Jonathan Rosand, MD, co-director, Henry and Allison McCance Center for Brain Health, and co-director, Mass General Neuroscience, discusses his collaborative study of stroke genetics. There are risk factors such as hypertension, atherosclerosis and cigarette smoking that influence an individual's risk for stroke, but a large proportion of the risk for any individual remains unexplained. This research focuses on identifying how genetic variation affects our risk for stroke and how those variants offers clues for new drugs that may have a broad impact on reducing stroke.

Transcript

Through our collaborators, we've established the largest network here at Mass General for the study of stroke genetics. We do know that there are what we call risk factors such as hypertension or atherosclerosis or cigarette smoking that certainly influence an individual's risk for having a stroke, but a large proportion of the risk for any individual remains unexplained, and our group, along with our collaborators across the world, has focused on identifying how genetic variation affects that risk and, in fact, what we found is that there are dozens of regions across the genome, across those three billion base pairs that constitute the human genome, that there are dozens of spots where a variation can alter the risk of a stroke for a person.

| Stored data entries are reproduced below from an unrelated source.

pub mod command_handler;
pub mod query_handler;

pub use command_handler::DisclosureCommandHandler;
pub use query_handler::DisclosureQueryHandler;
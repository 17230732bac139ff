//! 存储层访问规则
//!
//! 独立于请求校验层：即使上层校验被绕过，也拒绝对受保护字段的写入，
//! 并要求生命周期迁移必须携带对应的条件守卫

use std::collections::HashSet;

use crate::domain::model::{FieldWrite, MessageColumn, MessagePatch, Precondition};
use crate::error::{DisclosureError, DisclosureResult};

/// 通用修改允许写入的字段
pub const EDITABLE_COLUMNS: &[MessageColumn] = &[MessageColumn::Content];

/// 存储访问规则
pub struct StorageAccessRules;

impl StorageAccessRules {
    /// 校验一次生命周期迁移是否携带了匹配的条件守卫
    pub fn authorize(precondition: &Precondition, patch: &MessagePatch) -> DisclosureResult<()> {
        match patch {
            MessagePatch::Open { .. } => {
                if !matches!(precondition, Precondition::Unopened) {
                    return Err(DisclosureError::InvalidState(
                        "open must be guarded by opened_at IS NULL".to_string(),
                    ));
                }
            }
            MessagePatch::CommitReveal { revealed_at } => match precondition {
                Precondition::RevealDue { now } if now == revealed_at => {}
                _ => {
                    return Err(DisclosureError::InvalidState(
                        "reveal must be guarded by sender_revealed_at IS NULL and reveal_at <= now"
                            .to_string(),
                    ));
                }
            },
        }
        Ok(())
    }

    /// 校验一次通用字段修改
    ///
    /// 非可编辑字段返回 ForbiddenField；空修改或同一字段重复写入返回 Validation
    pub fn authorize_edit(writes: &[FieldWrite]) -> DisclosureResult<()> {
        if writes.is_empty() {
            return Err(DisclosureError::Validation(
                "update contains no fields".to_string(),
            ));
        }
        if let Some(write) = writes
            .iter()
            .find(|w| !EDITABLE_COLUMNS.contains(&w.column))
        {
            return Err(DisclosureError::ForbiddenField(write.column.to_string()));
        }

        let mut seen = HashSet::new();
        if let Some(write) = writes.iter().find(|w| !seen.insert(w.column)) {
            return Err(DisclosureError::Validation(format!(
                "field {} is written more than once",
                write.column
            )));
        }
        Ok(())
    }
}
//! 时钟实现

use std::sync::RwLock;

use chrono::{DateTime, Duration, Utc};

use crate::domain::repository::Clock;

/// 系统时钟
#[derive(Debug, Default, Clone, Copy)]
pub struct SystemClock;

impl Clock for SystemClock {
    fn now(&self) -> DateTime<Utc> {
        Utc::now()
    }
}

/// 手动时钟，用于确定性测试（边界时间、零延迟、最大延迟）
#[derive(Debug)]
pub struct ManualClock {
    now: RwLock<DateTime<Utc>>,
}

impl ManualClock {
    pub fn new(start: DateTime<Utc>) -> Self {
        Self {
            now: RwLock::new(start),
        }
    }

    pub fn set(&self, now: DateTime<Utc>) {
        let mut guard = self.now.write().unwrap_or_else(|e| e.into_inner());
        *guard = now;
    }

    pub fn advance(&self, by: Duration) {
        let mut guard = self.now.write().unwrap_or_else(|e| e.into_inner());
        *guard += by;
    }
}

impl Clock for ManualClock {
    fn now(&self) -> DateTime<Utc> {
        *self.now.read().unwrap_or_else(|e| e.into_inner())
    }
}
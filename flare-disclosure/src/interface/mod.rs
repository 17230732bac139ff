pub mod scheduler;

pub use scheduler::{RevealScheduler, RevealSchedulerConfig, SchedulerHealth, TickReport};
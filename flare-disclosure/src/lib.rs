//! # Flare Disclosure
//!
//! 匿名消息身份延迟揭示服务：发送方可以匿名给互相关注的好友发消息，
//! 接收方打开消息后开始计时，到达揭示时间后发送方身份对接收方可见。
//!
//! ## 核心职责
//!
//! - **状态机**：Unopened → Opened / OpenedPendingReveal → Revealed
//! - **访问策略**：按查看者角色与服务端时间对发送方身份打码
//! - **字段保护**：请求校验层与存储访问规则两道独立的写入保护
//! - **揭示调度**：周期性、幂等地提交到期的身份揭示
//!
//! ## 架构设计
//!
//! - **domain层**：领域模型、仓储接口、状态机与领域服务
//! - **application层**：命令/查询与处理器
//! - **infrastructure层**：内存与 PostgreSQL 存储、好友关系、时钟
//! - **interface层**：揭示调度器
//! - **service层**：应用启动和依赖注入

pub mod application;
pub mod config;
pub mod domain;
pub mod error;
pub mod infrastructure;
pub mod interface;
pub mod service;

pub use config::DisclosureConfig;
pub use domain::model::{DisclosureStatus, Message, MessageView, NewMessage, RevealDelay};
pub use error::{DisclosureError, DisclosureResult};
pub use service::ApplicationBootstrap;
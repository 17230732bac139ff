//! 领域层模块

pub mod model;
pub mod repository;
pub mod service;

pub use model::*;
pub use repository::*;
pub use service::*;
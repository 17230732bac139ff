//! 身份揭示调度器
//!
//! 周期性扫描已到期的匿名消息并提交揭示。每次提交都是一次带
//! `sender_revealed_at IS NULL` 条件的原子更新，多个实例并发运行
//! 也只会有一个成功；失败的结果只是揭示推迟到下一次调度。

use std::sync::Arc;
use std::time::{Duration, Instant};

use chrono::{DateTime, Utc};
use flare_im_core::metrics::RevealSchedulerMetrics;
use serde::Serialize;
use tokio::sync::{RwLock, watch};
use tokio::task::JoinHandle;
use tracing::{debug, error, info, instrument, warn};

use crate::config::DisclosureConfig;
use crate::domain::model::{MessagePatch, Precondition};
use crate::domain::repository::{Clock, MessageStore};
use crate::domain::service::{DisclosureStateMachine, RevealOutcome};

/// 调度器配置
#[derive(Debug, Clone)]
pub struct RevealSchedulerConfig {
    pub interval: Duration,
    pub batch_size: usize,
}

impl Default for RevealSchedulerConfig {
    fn default() -> Self {
        Self {
            interval: Duration::from_secs(60),
            batch_size: 500,
        }
    }
}

impl From<&DisclosureConfig> for RevealSchedulerConfig {
    fn from(config: &DisclosureConfig) -> Self {
        Self {
            interval: config.scheduler_interval,
            batch_size: config.scheduler_batch_size,
        }
    }
}

/// 单次调度结果
#[derive(Debug, Clone, Default, PartialEq, Eq, Serialize)]
pub struct TickReport {
    /// 查询到的到期消息数
    pub matched: usize,
    /// 本次提交成功的揭示数
    pub committed: usize,
    /// 已被揭示（其他实例或上一次调度）而跳过的数量
    pub skipped_already_revealed: usize,
    /// 是否因存储错误放弃了本次调度的剩余部分
    pub abandoned: bool,
}

/// 调度器健康状态
#[derive(Debug, Clone, Default, PartialEq, Eq, Serialize)]
pub struct SchedulerHealth {
    pub ticks_run: u64,
    pub ticks_abandoned: u64,
    pub reveals_committed: u64,
    pub reveals_skipped: u64,
    pub last_tick_at: Option<DateTime<Utc>>,
    pub last_report: Option<TickReport>,
}

pub struct RevealScheduler {
    store: Arc<dyn MessageStore>,
    clock: Arc<dyn Clock>,
    config: RevealSchedulerConfig,
    metrics: Arc<RevealSchedulerMetrics>,
    health: Arc<RwLock<SchedulerHealth>>,
}

impl RevealScheduler {
    pub fn new(
        store: Arc<dyn MessageStore>,
        clock: Arc<dyn Clock>,
        config: RevealSchedulerConfig,
        metrics: Arc<RevealSchedulerMetrics>,
    ) -> Self {
        Self {
            store,
            clock,
            config,
            metrics,
            health: Arc::new(RwLock::new(SchedulerHealth::default())),
        }
    }

    pub fn config(&self) -> &RevealSchedulerConfig {
        &self.config
    }

    pub async fn health(&self) -> SchedulerHealth {
        self.health.read().await.clone()
    }

    /// 执行一次调度
    #[instrument(skip(self), fields(batch_size = self.config.batch_size))]
    pub async fn run_tick(&self) -> TickReport {
        let started = Instant::now();
        let now = self.clock.now();
        let mut report = TickReport::default();

        match self.store.query_due(now, self.config.batch_size).await {
            Ok(due) => {
                report.matched = due.len();
                self.metrics.due_batch_size.observe(due.len() as f64);

                for message in due {
                    // 先做纯状态检查，再交给存储层做原子提交
                    let mut candidate = message.clone();
                    match DisclosureStateMachine::commit_reveal(&mut candidate, now) {
                        Ok(RevealOutcome::AlreadyRevealed) => {
                            report.skipped_already_revealed += 1;
                            continue;
                        }
                        Ok(RevealOutcome::Committed) => {}
                        Err(err) => {
                            warn!(message_id = %message.id, error = %err, "Due message failed reveal check");
                            continue;
                        }
                    }

                    let result = self
                        .store
                        .conditional_update(
                            &message.id,
                            &Precondition::RevealDue { now },
                            &MessagePatch::CommitReveal { revealed_at: now },
                        )
                        .await;
                    match result {
                        Ok(true) => {
                            report.committed += 1;
                            debug!(message_id = %message.id, "Sender reveal committed");
                        }
                        Ok(false) => report.skipped_already_revealed += 1,
                        Err(err) => {
                            error!(message_id = %message.id, error = %err, "Reveal commit failed, abandoning tick");
                            report.abandoned = true;
                            break;
                        }
                    }
                }
            }
            Err(err) => {
                error!(error = %err, "Failed to query due messages, abandoning tick");
                report.abandoned = true;
            }
        }

        self.record(&report, now, started.elapsed()).await;
        report
    }

    async fn record(&self, report: &TickReport, now: DateTime<Utc>, elapsed: Duration) {
        self.metrics.ticks_total.inc();
        self.metrics.tick_duration_seconds.observe(elapsed.as_secs_f64());
        self.metrics
            .reveals_committed_total
            .inc_by(report.committed as u64);
        self.metrics
            .reveals_skipped_total
            .inc_by(report.skipped_already_revealed as u64);
        if report.abandoned {
            self.metrics.ticks_abandoned_total.inc();
        }

        let mut health = self.health.write().await;
        health.ticks_run += 1;
        if report.abandoned {
            health.ticks_abandoned += 1;
        }
        health.reveals_committed += report.committed as u64;
        health.reveals_skipped += report.skipped_already_revealed as u64;
        health.last_tick_at = Some(now);
        health.last_report = Some(report.clone());

        if report.matched > 0 || report.abandoned {
            info!(
                matched = report.matched,
                committed = report.committed,
                skipped = report.skipped_already_revealed,
                abandoned = report.abandoned,
                elapsed_ms = elapsed.as_millis() as u64,
                "Reveal tick completed"
            );
        }
    }

    /// 启动后台调度循环，收到关闭信号后退出
    pub fn start(self: Arc<Self>, mut shutdown: watch::Receiver<bool>) -> JoinHandle<()> {
        tokio::spawn(async move {
            info!(
                interval_ms = self.config.interval.as_millis() as u64,
                batch_size = self.config.batch_size,
                "Reveal scheduler started"
            );
            let mut interval_timer = tokio::time::interval(self.config.interval);
            interval_timer.set_missed_tick_behavior(tokio::time::MissedTickBehavior::Delay);

            loop {
                tokio::select! {
                    _ = interval_timer.tick() => {
                        self.run_tick().await;
                    }
                    changed = shutdown.changed() => {
                        if changed.is_err() || *shutdown.borrow() {
                            break;
                        }
                    }
                }
            }
            info!("Reveal scheduler stopped");
        })
    }
}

We're studying these variants not only to understand how genetics leads us to develop a stroke and then to recover, but really, because we think each of those variants offers a clue to a new drug that might have a really broad impact on reducing stroke.

As we're making these genetic discoveries, we're also learning how to characterize patients more and more precisely. With sophisticated neuroimaging, with higher quality assessments of function, for example the way arm strength varies or the way thinking varies, we can now understand each stroke patient as an individual in ways that we could never do before.

Armed with that information, we can then interpret the role of these genetic variants in ways that we couldn't before. The next phase of our research is to hone down to figure out precisely how these genetic variants alter the risk of stroke or the outcome of stroke at the individual level using these neuroimaging techniques and these sophisticated examination techniques and as well, taking advantage of all the biomarkers and what we now call "omics" to really characterize what's going on in a body when a patient has a stroke. As we understand better and better the role of genetic variation and risk of stroke, we will be able to intervene earlier and earlier in our lives to help patients, to help individuals whose risk for a stroke may not be substantially elevated for another 20 years, let's say, but whom we can help to develop strategies to reduce their risk now when they're young and to protect themselves over time.